There's yet another reason to do a double blind that has little to do with the results.
If you're a physician administering a placebo to a patient in a drug trial and they die or worsen significantly, it's important that you never know. This is especially true if it turns out that the drug is very effective. The effects of researcher and subject bias when both the experimenter and the subject can communicate nonverbally and instinctively are also an extremely important reason to do double-blind tests in some circumstances.
None of these things apply to subjecting trees to objectively measurable stuff and reporting your methods and results in a reasonably objective way. A certain interest in a question and expectation of the outcome leads one to do experiments in the first place, but that doesn't mean that every test must be carefully tuned to eliminate *any possibility* of researcher bias.
In situations where people are doing controlled, *easily reproducible* experiments and present results based largely on objective measures (in this case, things like biomass, leaf size, fraction of diseased leaf, etc), it's a waste of resources to do blind tests.
Researcher DISHONESTY can still be a problem, but that will ALWAYS be a problem, blind tests or no. People fake data, sabotage results... whatever. That's why independent confirmations are important wherever possible. Working in large groups with blind tests helps reduce this possibility when many independent confirmations are impossible (since it's hard to hold together an actual conspiracy).
But for a single scientist working with reasonably objective methods, it's not worth it. To do a blind test **by yourself** you would have to set up a really convoluted system to hide the methodology from YOURSELF. This is unnecessary if you're doing science right. Some people are prone to confirmation bias. They are bad scientists. They're barely scientists.
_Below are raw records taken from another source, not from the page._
//! HTTP surface for the document query service.
//!
//! This module exposes a compact Axum router with a handful of endpoints:
//!
//! - `POST /upload-document/` – Multipart upload (`file` + `domain`). Extracts text,
//!   chunks and embeds it, and indexes the vectors before returning.
//! - `POST /query/` – Answer a natural-language query against the indexed documents,
//!   optionally restricted by domain or document ids.
//! - `GET /document/:id` – Catalog record for an uploaded document.
//! - `DELETE /document/:id` – Remove a document and its vectors.
//! - `GET /health` – Liveness probe.
//! - `GET /metrics` – Ingestion and query counters.
//! - `POST /example-query/` – Run a canned insurance query through the normal path.
//!
//! Handlers stay thin: validation happens here, everything else is delegated to
//! the [`QueryApi`] service behind the router.

use crate::metrics::MetricsSnapshot;
use crate::processing::{
    DeleteError, DocumentKind, DocumentMetadata, DocumentUpload, Domain, IngestError, QueryApi,
    QueryError, QueryRequest, QueryResponse,
};
use axum::{
    Json, Router,
    extract::{DefaultBodyLimit, Multipart, Path, State},
    http::StatusCode,
    response::{IntoResponse, Response},
    routing::{get, post},
};
use serde::Serialize;
use serde_json::json;
use std::sync::Arc;

/// Largest accepted upload body. Uploads are processed in memory, so the cap
/// keeps a single request from pinning the process.
const MAX_UPLOAD_BYTES: usize = 32 * 1024 * 1024;

const EXAMPLE_QUERY: &str = "Does this policy cover knee surgery, and what are the conditions?";

/// Build the HTTP router exposing the document query API surface.
pub fn create_router<S>(service: Arc<S>) -> Router
where
    S: QueryApi + 'static,
{
    Router::new()
        .route("/upload-document/", post(upload_document::<S>))
        .route("/query/", post(run_query::<S>))
        .route("/example-query/", post(example_query::<S>))
        .route(
            "/document/:id",
            get(document_status::<S>).delete(delete_document::<S>),
        )
        .route("/health", get(health))
        .route("/metrics", get(get_metrics::<S>))
        .layer(DefaultBodyLimit::max(MAX_UPLOAD_BYTES))
        .with_state(service)
}

/// Success response for the `POST /upload-document/` endpoint.
#[derive(Serialize)]
struct UploadResponse {
    /// Human-readable confirmation.
    message: String,
    /// Identifier assigned to the stored document.
    document_id: String,
    /// Filename as received in the multipart payload.
    filename: String,
    /// Domain the document was filed under.
    domain: Domain,
}

/// Accept a document upload and run it through the ingestion pipeline.
///
/// The multipart payload must carry a `file` part (with filename) and a
/// `domain` part. The document format is resolved from the filename
/// extension; unsupported extensions and unknown domains are rejected before
/// any processing starts.
async fn upload_document<S>(
    State(service): State<Arc<S>>,
    mut multipart: Multipart,
) -> Result<Json<UploadResponse>, AppError>
where
    S: QueryApi,
{
    let mut file: Option<(String, Vec<u8>)> = None;
    let mut domain_raw: Option<String> = None;

    while let Some(field) = multipart
        .next_field()
        .await
        .map_err(|err| AppError::BadRequest(format!("Invalid multipart payload: {err}")))?
    {
        let name = field.name().map(|name| name.to_string());
        match name.as_deref() {
            Some("file") => {
                let filename = field
                    .file_name()
                    .map(|name| name.to_string())
                    .ok_or_else(|| {
                        AppError::BadRequest("File field is missing a filename".into())
                    })?;
                let bytes = field.bytes().await.map_err(|err| {
                    AppError::BadRequest(format!("Failed to read file field: {err}"))
                })?;
                file = Some((filename, bytes.to_vec()));
            }
            Some("domain") => {
                let value = field.text().await.map_err(|err| {
                    AppError::BadRequest(format!("Failed to read domain field: {err}"))
                })?;
                domain_raw = Some(value);
            }
            _ => {}
        }
    }

    let (filename, bytes) =
        file.ok_or_else(|| AppError::BadRequest("Missing file field".into()))?;
    let domain_raw =
        domain_raw.ok_or_else(|| AppError::BadRequest("Missing domain field".into()))?;
    let domain: Domain = domain_raw
        .parse()
        .map_err(|_| AppError::BadRequest(format!("Unknown domain: {domain_raw}")))?;
    let kind = DocumentKind::from_filename(&filename)
        .ok_or_else(|| AppError::BadRequest(format!("Unsupported file format: {filename}")))?;

    let receipt = service
        .ingest_document(DocumentUpload {
            filename: filename.clone(),
            kind,
            domain,
            bytes,
        })
        .await?;
    tracing::info!(
        document_id = %receipt.document_id,
        chunks = receipt.chunk_count,
        skipped_duplicates = receipt.skipped_duplicates,
        "Upload request completed"
    );

    Ok(Json(UploadResponse {
        message: "Document uploaded and processed successfully".into(),
        document_id: receipt.document_id,
        filename,
        domain,
    }))
}

/// Answer a query against the indexed documents.
async fn run_query<S>(
    State(service): State<Arc<S>>,
    Json(request): Json<QueryRequest>,
) -> Result<Json<QueryResponse>, AppError>
where
    S: QueryApi,
{
    if request.query.trim().is_empty() {
        return Err(AppError::BadRequest("Query text must not be empty".into()));
    }
    let response = service.answer_query(request).await?;
    Ok(Json(response))
}

/// Run the canned insurance sample query through the normal query path.
async fn example_query<S>(State(service): State<Arc<S>>) -> Result<Json<QueryResponse>, AppError>
where
    S: QueryApi,
{
    let request = QueryRequest {
        query: EXAMPLE_QUERY.to_string(),
        domain: Some(Domain::Insurance),
        document_ids: None,
        max_results: None,
        include_explanation: None,
    };
    let response = service.answer_query(request).await?;
    Ok(Json(response))
}

/// Return the catalog record for a document.
async fn document_status<S>(
    State(service): State<Arc<S>>,
    Path(document_id): Path<String>,
) -> Result<Json<DocumentMetadata>, AppError>
where
    S: QueryApi,
{
    match service.document_info(&document_id)? {
        Some(metadata) => Ok(Json(metadata)),
        None => Err(AppError::NotFound("Document not found".into())),
    }
}

/// Success response for the `DELETE /document/:id` endpoint.
#[derive(Serialize)]
struct DeleteResponse {
    message: String,
    document_id: String,
}

/// Delete a document and its vectors.
async fn delete_document<S>(
    State(service): State<Arc<S>>,
    Path(document_id): Path<String>,
) -> Result<Json<DeleteResponse>, AppError>
where
    S: QueryApi,
{
    let deleted = service.delete_document(&document_id).await?;
    if !deleted {
        return Err(AppError::NotFound("Document not found".into()));
    }
    Ok(Json(DeleteResponse {
        message: "Document deleted successfully".into(),
        document_id,
    }))
}

/// Response body for `GET /health`.
#[derive(Serialize)]
struct HealthResponse {
    status: &'static str,
    service: &'static str,
}

/// Liveness probe.
async fn health() -> Json<HealthResponse> {
    Json(HealthResponse {
        status: "healthy",
        service: "docquery",
    })
}

/// Return ingestion and query counters.
async fn get_metrics<S>(State(service): State<Arc<S>>) -> Json<MetricsSnapshot>
where
    S: QueryApi,
{
    Json(service.metrics_snapshot())
}

enum AppError {
    BadRequest(String),
    NotFound(String),
    Internal(String),
}

impl IntoResponse for AppError {
    fn into_response(self) -> Response {
        let (status, message) = match self {
            AppError::BadRequest(message) => (StatusCode::BAD_REQUEST, message),
            AppError::NotFound(message) => (StatusCode::NOT_FOUND, message),
            AppError::Internal(message) => (StatusCode::INTERNAL_SERVER_ERROR, message),
        };
        (status, Json(json!({ "error": message }))).into_response()
    }
}

impl From<IngestError> for AppError {
    fn from(inner: IngestError) -> Self {
        Self::Internal(inner.to_string())
    }
}

impl From<QueryError> for AppError {
    fn from(inner: QueryError) -> Self {
        Self::Internal(inner.to_string())
    }
}

impl From<DeleteError> for AppError {
    fn from(inner: DeleteError) -> Self {
        Self::Internal(inner.to_string())
    }
}

impl From<crate::catalog::CatalogError> for AppError {
    fn from(inner: crate::catalog::CatalogError) -> Self {
        Self::Internal(inner.to_string())
    }
}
Haggerty's paper suggests she's a scientist.
I don't like this result. I don't like it at all. But unless the data were falsified, there's no problem with the method. There are other things that need to be controlled for. It might be something chemically relevant about the aluminum screen. I've found some papers that suggest that the color of a screen can repel certain insects that can pass through the holes anyway... so there could be a difference between fiberglass and aluminum in keeping insects out.
But my concern over the public relations potency of these results and the hypotheses I have about "other factors" are not science. Testing my hypotheses as objectively as I could and presenting the results would be science.